E Yee, E Pasquier, G Iskander, K Wood D Stc Black and N Kumar from the a School of Chemistry, the Children’s Cancer Institute Australia for Medical Research, Lowy Cancer Research Centre, University of NSW, Randwick, and the Metronomics Global Health Initiative have just reported in Bioorganic & Medicinal Chemistry an article entitled : Synthesis of novel isoflavene-propranolol hybrids as anti-tumor agents

They report that Isoflavene-propranolol hybrid molecules developed as potentially novel anti-tumour agents. These hybrids might be highly valuable since Isoflavene itself has potent anti-cancer activity while propranolol can enhance anti-proliferative and anti-angiogenic properties of 5-fluorouracil and paclitaxel.
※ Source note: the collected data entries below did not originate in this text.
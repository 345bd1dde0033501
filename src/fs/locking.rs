//! Advisory-locked file access.
//!
//! Fix memory and snapshots may be touched by more than one `warden`
//! process sharing a workspace. Locks are cooperative: every writer must go
//! through these functions.

use anyhow::{Context, Result};
use fs2::FileExt;
use std::fs::{File, OpenOptions};
use std::io::{BufReader, BufWriter, Read, Write};
use std::path::Path;

/// How a locked file is opened. Reads share the lock; everything else holds
/// it exclusively.
#[derive(Debug, Clone, Copy, PartialEq, Eq)]
enum Access {
    Read,
    Replace,
    Append,
}

impl Access {
    // Replace truncates with set_len once the lock is held
    #[allow(clippy::suspicious_open_options)]
    fn options(self) -> OpenOptions {
        let mut options = OpenOptions::new();
        match self {
            Access::Read => options.read(true),
            Access::Replace => options.write(true).create(true),
            Access::Append => options.append(true).create(true),
        };
        options
    }

    fn purpose(self) -> &'static str {
        match self {
            Access::Read => "reading",
            Access::Replace => "writing",
            Access::Append => "append",
        }
    }
}

fn open_locked(path: &Path, access: Access) -> Result<File> {
    let file = access
        .options()
        .open(path)
        .with_context(|| format!("Failed to open {} for {}", path.display(), access.purpose()))?;
    let locked = match access {
        Access::Read => file.lock_shared(),
        Access::Replace | Access::Append => file.lock_exclusive(),
    };
    locked.with_context(|| format!("Failed to lock {} for {}", path.display(), access.purpose()))?;
    Ok(file)
}

fn write_through(file: &File, path: &Path, parts: &[&[u8]]) -> Result<()> {
    let mut writer = BufWriter::new(file);
    for part in parts {
        writer
            .write_all(part)
            .with_context(|| format!("Failed to write {}", path.display()))?;
    }
    writer
        .flush()
        .with_context(|| format!("Failed to flush {}", path.display()))
}

/// Read a whole file under a shared lock.
pub fn locked_read(path: &Path) -> Result<String> {
    let file = open_locked(path, Access::Read)?;
    let mut content = String::new();
    BufReader::new(&file)
        .read_to_string(&mut content)
        .with_context(|| format!("Failed to read {}", path.display()))?;
    Ok(content)
}

/// Replace a file's contents under an exclusive lock.
///
/// The file is truncated only after the lock is held, so readers never see
/// it empty.
pub fn locked_write(path: &Path, content: &str) -> Result<()> {
    let file = open_locked(path, Access::Replace)?;
    file.set_len(0)
        .with_context(|| format!("Failed to truncate {}", path.display()))?;
    write_through(&file, path, &[content.as_bytes()])
}

/// Append one line under an exclusive lock. A trailing newline is added.
pub fn locked_append(path: &Path, line: &str) -> Result<()> {
    let file = open_locked(path, Access::Append)?;
    write_through(
        &file,
        path,
        &[line.trim_end_matches('\n').as_bytes(), b"\n".as_slice()],
    )
}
These analogues were tested in anti-cancer cell viability assays against SHEP neuroblastoma and MDA-MB-231 breast adenocarcinoma cell lines, and were found to exhibit potent anti-proliferative activities. These compounds also displayed anti-angiogenic and anti-proliferative effects in HMEC-1 human microvascular endothelial cell lines. Of note, the most potent synthesized hybrids displayed enhanced potency against cancer cell lines compared to either isoflavene or propranolol alone.